** Opening EXTRACTED RECORDS block **

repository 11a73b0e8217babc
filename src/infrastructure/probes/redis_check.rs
use std::time::Duration;

use async_trait::async_trait;

use super::ProbeError;
use crate::application::config::EndpointConfig;
use crate::domain::entities::DependencyStatus;
use crate::domain::ports::DependencyProbe;

/// Opens a multiplexed client connection and issues `PING`.
pub struct RedisProbe {
    endpoint: EndpointConfig,
    timeout: Duration,
}

impl RedisProbe {
    #[must_use]
    pub fn new(endpoint: &EndpointConfig) -> Self {
        Self {
            endpoint: endpoint.clone(),
            timeout: Duration::from_secs(endpoint.timeout_secs),
        }
    }

    #[must_use]
    pub const fn with_timeout(mut self, timeout: Duration) -> Self {
        self.timeout = timeout;
        self
    }

    async fn ping(&self) -> Result<(), ProbeError> {
        let client = redis::Client::open((self.endpoint.host.as_str(), self.endpoint.port))?;
        let mut conn = client.get_multiplexed_async_connection().await?;
        let reply: String = redis::cmd("PING").query_async(&mut conn).await?;
        if reply == "PONG" {
            Ok(())
        } else {
            Err(ProbeError::UnexpectedReply(reply))
        }
    }
}

#[async_trait]
impl DependencyProbe for RedisProbe {
    fn name(&self) -> &str {
        "redis"
    }

    async fn check(&self) -> DependencyStatus {
        let result = tokio::time::timeout(self.timeout, self.ping())
            .await
            .unwrap_or(Err(ProbeError::Timeout(self.timeout)));
        match result {
            Ok(()) => DependencyStatus::Connected,
            Err(e) => DependencyStatus::Failed(e.to_string()),
        }
    }
}
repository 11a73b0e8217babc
/// Unit tag carried by every [`MetricSample`](crate::domain::entities::MetricSample).
#[derive(Debug, Clone, Copy, PartialEq, Eq, Hash)]
pub enum Unit {
    Percent,
    Bytes,
    Count,
}

impl std::fmt::Display for Unit {
    fn fmt(&self, f: &mut std::fmt::Formatter<'_>) -> std::fmt::Result {
        match self {
            Self::Percent => write!(f, "%"),
            Self::Bytes => write!(f, "B"),
            Self::Count => write!(f, "count"),
        }
    }
}
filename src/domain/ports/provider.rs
use thiserror::Error;

use crate::domain::entities::{
    CpuSample, ItemOutcome, MemorySample, NetworkSample, PartitionSample, ProcessTable, SystemInfo,
};

#[derive(Error, Debug)]
pub enum CollectionError {
    #[error("failed to collect system metrics: {0}")]
    MetricsUnavailable(String),
    #[error("permission denied: {0}")]
    PermissionDenied(String),
}

/// Source of raw per-subsystem samples.
///
/// Every call is independent: one failing subsystem does not prevent the
/// others from being sampled. Multi-item subsystems report unreadable items
/// as [`ItemOutcome::Skipped`] rather than failing the whole call.
pub trait MetricsProvider: Send + Sync {
    /// Sample CPU utilisation. Blocks for the provider's fixed sampling interval.
    ///
    /// # Errors
    ///
    /// Returns `CollectionError` if CPU statistics are unavailable.
    fn cpu(&self) -> Result<CpuSample, CollectionError>;

    /// # Errors
    ///
    /// Returns `CollectionError` if memory statistics are unavailable.
    fn memory(&self) -> Result<MemorySample, CollectionError>;

    /// One outcome per mounted partition.
    ///
    /// # Errors
    ///
    /// Returns `CollectionError` if the partition list itself cannot be read.
    fn partitions(&self) -> Result<Vec<ItemOutcome<PartitionSample>>, CollectionError>;

    /// # Errors
    ///
    /// Returns `CollectionError` if network counters are unavailable.
    fn network(&self) -> Result<NetworkSample, CollectionError>;

    /// # Errors
    ///
    /// Returns `CollectionError` if the process table cannot be listed.
    fn processes(&self) -> Result<ProcessTable, CollectionError>;
}

/// Describes the host. One implementation per target operating system,
/// chosen at build time.
pub trait PlatformInfoProvider: Send + Sync {
    fn platform_info(&self) -> SystemInfo;
}
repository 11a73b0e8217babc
pub mod application;
pub mod domain;
pub mod infrastructure;
pub mod presentation;
#![allow(clippy::expect_used)]

use hostcheck::application::services::HealthCheckService;
use hostcheck::domain::entities::{
    CpuSample, HealthReport, ItemOutcome, MemorySample, NetworkSample, PartitionSample,
    ProcessSample, ProcessTable, SubsystemDetail, SystemInfo,
};
use hostcheck::domain::health::{aggregate, classify_alert, AggregationError, SubsystemEvaluator};
use hostcheck::domain::ports::{CollectionError, MetricsProvider, PlatformInfoProvider};
use hostcheck::domain::value_objects::{StatusLevel, SubsystemKind, ThresholdSet, Thresholds};

// ---------------------------------------------------------------------------
// Scenario provider
// ---------------------------------------------------------------------------

const GIB: u64 = 1_073_741_824;

#[derive(Clone)]
struct Scenario {
    cpu: f64,
    memory: f64,
    /// `None` marks a partition whose mount point cannot be read.
    disks: Vec<Option<f64>>,
    fail_all: bool,
}

impl Scenario {
    fn new(cpu: f64, memory: f64, disks: &[f64]) -> Self {
        Self {
            cpu,
            memory,
            disks: disks.iter().copied().map(Some).collect(),
            fail_all: false,
        }
    }

    fn fail(&self, what: &str) -> Result<(), CollectionError> {
        if self.fail_all {
            Err(CollectionError::MetricsUnavailable(what.to_string()))
        } else {
            Ok(())
        }
    }
}

#[allow(clippy::cast_possible_truncation, clippy::cast_sign_loss)]
fn used_of(total: u64, percent: f64) -> u64 {
    (total as f64 * percent / 100.0) as u64
}

impl MetricsProvider for Scenario {
    fn cpu(&self) -> Result<CpuSample, CollectionError> {
        self.fail("cpu")?;
        Ok(CpuSample {
            physical_cores: Some(4),
            logical_cores: 8,
            percent_total: self.cpu,
            percent_per_core: vec![self.cpu; 8],
            frequency_mhz: Some(2_800),
        })
    }

    fn memory(&self) -> Result<MemorySample, CollectionError> {
        self.fail("memory")?;
        let total = 8 * GIB;
        let used = used_of(total, self.memory);
        Ok(MemorySample {
            total_bytes: total,
            available_bytes: total - used,
            used_bytes: used,
            percent_used: self.memory,
            swap_total_bytes: 0,
            swap_used_bytes: 0,
            swap_percent: 0.0,
        })
    }

    fn partitions(&self) -> Result<Vec<ItemOutcome<PartitionSample>>, CollectionError> {
        self.fail("partitions")?;
        Ok(self
            .disks
            .iter()
            .enumerate()
            .map(|(i, disk)| {
                let mount = format!("/mnt/disk{i}");
                match disk {
                    Some(percent) => {
                        let total = 100 * GIB;
                        let used = used_of(total, *percent);
                        ItemOutcome::Measured(PartitionSample {
                            device: format!("/dev/sd{i}"),
                            mount_point: mount,
                            filesystem: "ext4".into(),
                            total_bytes: total,
                            used_bytes: used,
                            free_bytes: total - used,
                            percent_used: *percent,
                        })
                    }
                    None => ItemOutcome::skipped(mount, "permission denied"),
                }
            })
            .collect())
    }

    fn network(&self) -> Result<NetworkSample, CollectionError> {
        self.fail("network")?;
        Ok(NetworkSample {
            bytes_sent: 1_000,
            bytes_recv: 2_000,
            packets_sent: 10,
            packets_recv: 20,
            errors_in: 0,
            errors_out: 0,
            interface_count: 1,
        })
    }

    fn processes(&self) -> Result<ProcessTable, CollectionError> {
        self.fail("processes")?;
        Ok(ProcessTable {
            entries: (1..=3)
                .map(|pid| {
                    ItemOutcome::Measured(ProcessSample {
                        pid,
                        name: format!("proc{pid}"),
                        cpu_percent: f64::from(pid),
                        memory_percent: 0.5,
                    })
                })
                .collect(),
        })
    }
}

struct TestHost;

impl PlatformInfoProvider for TestHost {
    fn platform_info(&self) -> SystemInfo {
        SystemInfo {
            hostname: "ci".into(),
            platform: "Linux".into(),
            platform_version: "test".into(),
            architecture: "x86_64".into(),
            processor: "virtual".into(),
            kernel_version: "6.1".into(),
            runtime_version: "hostcheck test".into(),
        }
    }
}

fn run(scenario: Scenario) -> Result<HealthReport, AggregationError> {
    run_with(scenario, SubsystemEvaluator::default())
}

fn run_with(
    scenario: Scenario,
    evaluator: SubsystemEvaluator,
) -> Result<HealthReport, AggregationError> {
    HealthCheckService::new(Box::new(scenario), Box::new(TestHost), evaluator).run_once()
}

fn status(report: &HealthReport, kind: SubsystemKind) -> Option<StatusLevel> {
    report.subsystem(kind).expect("subsystem present").status()
}

// ---------------------------------------------------------------------------
// Scenarios
// ---------------------------------------------------------------------------

#[test]
fn all_healthy_host() {
    let report = run(Scenario::new(50.0, 50.0, &[40.0])).expect("report");

    for kind in SubsystemKind::ALL {
        assert_eq!(status(&report, kind), Some(StatusLevel::Healthy), "{kind}");
    }
    assert_eq!(report.overall(), StatusLevel::Healthy);
    assert_eq!(classify_alert(report.overall()).exit_code(), 0);
}

#[test]
fn warm_cpu_gives_warning() {
    let report = run(Scenario::new(70.0, 50.0, &[40.0])).expect("report");

    assert_eq!(status(&report, SubsystemKind::Cpu), Some(StatusLevel::Warning));
    assert_eq!(
        status(&report, SubsystemKind::Memory),
        Some(StatusLevel::Healthy)
    );
    assert_eq!(status(&report, SubsystemKind::Disk), Some(StatusLevel::Healthy));
    assert_eq!(report.overall(), StatusLevel::Warning);
}

#[test]
fn one_full_partition_makes_disk_critical() {
    let report = run(Scenario::new(20.0, 30.0, &[95.0, 10.0])).expect("report");

    let disk = report.subsystem(SubsystemKind::Disk).expect("disk");
    assert_eq!(disk.status(), Some(StatusLevel::Critical));
    let SubsystemDetail::Disk(partitions) = disk.detail() else {
        panic!("disk detail expected");
    };
    let statuses: Vec<StatusLevel> = partitions.iter().map(|p| p.status).collect();
    assert_eq!(statuses, vec![StatusLevel::Critical, StatusLevel::Healthy]);
    assert_eq!(report.overall(), StatusLevel::Critical);
}

#[test]
fn aggregating_nothing_is_an_error() {
    assert_eq!(aggregate(&[]), Err(AggregationError::NoSubsystems));
}

#[test]
fn every_provider_failing_produces_no_report() {
    let scenario = Scenario {
        fail_all: true,
        ..Scenario::new(0.0, 0.0, &[])
    };
    assert_eq!(run(scenario), Err(AggregationError::NothingMeasured(5)));
}

// ---------------------------------------------------------------------------
// Partial failure tolerance
// ---------------------------------------------------------------------------

#[test]
fn unreadable_partition_is_skipped_not_fatal() {
    let scenario = Scenario {
        disks: vec![Some(30.0), None, Some(45.0)],
        ..Scenario::new(10.0, 10.0, &[])
    };
    let report = run(scenario).expect("report");

    let disk = report.subsystem(SubsystemKind::Disk).expect("disk");
    let SubsystemDetail::Disk(partitions) = disk.detail() else {
        panic!("disk detail expected");
    };
    assert_eq!(partitions.len(), 2);
    assert_eq!(disk.skipped().len(), 1);
    assert_eq!(disk.skipped()[0].item, "/mnt/disk1");
    assert_eq!(disk.status(), Some(StatusLevel::Healthy));
}

#[test]
fn all_partitions_unreadable_leaves_disk_unknown() {
    let scenario = Scenario {
        disks: vec![None, None],
        ..Scenario::new(70.0, 10.0, &[])
    };
    let report = run(scenario).expect("report");

    let disk = report.subsystem(SubsystemKind::Disk).expect("disk");
    assert!(disk.is_empty());
    assert_eq!(disk.skipped().len(), 2);
    // An empty subsystem neither raises nor lowers the verdict.
    assert_eq!(report.overall(), StatusLevel::Warning);
}

#[test]
fn subsystems_keep_collection_order() {
    let report = run(Scenario::new(10.0, 10.0, &[10.0])).expect("report");
    let kinds: Vec<SubsystemKind> = report.subsystems().iter().map(|s| s.kind()).collect();
    assert_eq!(kinds, SubsystemKind::ALL.to_vec());
}

#[test]
fn per_subsystem_thresholds_apply() {
    let thresholds = ThresholdSet {
        cpu: Thresholds::new(90.0, 95.0).expect("valid"),
        ..ThresholdSet::default()
    };
    let report = run_with(
        Scenario::new(85.0, 10.0, &[10.0]),
        SubsystemEvaluator::new(thresholds),
    )
    .expect("report");

    assert_eq!(status(&report, SubsystemKind::Cpu), Some(StatusLevel::Healthy));
    assert_eq!(report.overall(), StatusLevel::Healthy);
}

#[test]
fn top_processes_truncation_does_not_change_status() {
    let report = run_with(
        Scenario::new(10.0, 10.0, &[10.0]),
        SubsystemEvaluator::default().with_top_processes(1),
    )
    .expect("report");

    let processes = report.subsystem(SubsystemKind::Processes).expect("processes");
    let SubsystemDetail::Processes(summary) = processes.detail() else {
        panic!("process detail expected");
    };
    assert_eq!(summary.total_processes, 3);
    assert_eq!(summary.top_cpu.len(), 1);
    assert_eq!(summary.top_cpu[0].pid, 3);
    assert_eq!(processes.status(), Some(StatusLevel::Healthy));
}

** Closing EXTRACTED RECORDS block **

ASSIGNED TASK
Beginning with the line containing "assert_eq!(processes.status(), Some(StatusLevel::Healthy));" and ending with the last line of the listing above, return every line exactly and nothing else.

TASK ANSWER
    assert_eq!(processes.status(), Some(StatusLevel::Healthy));
}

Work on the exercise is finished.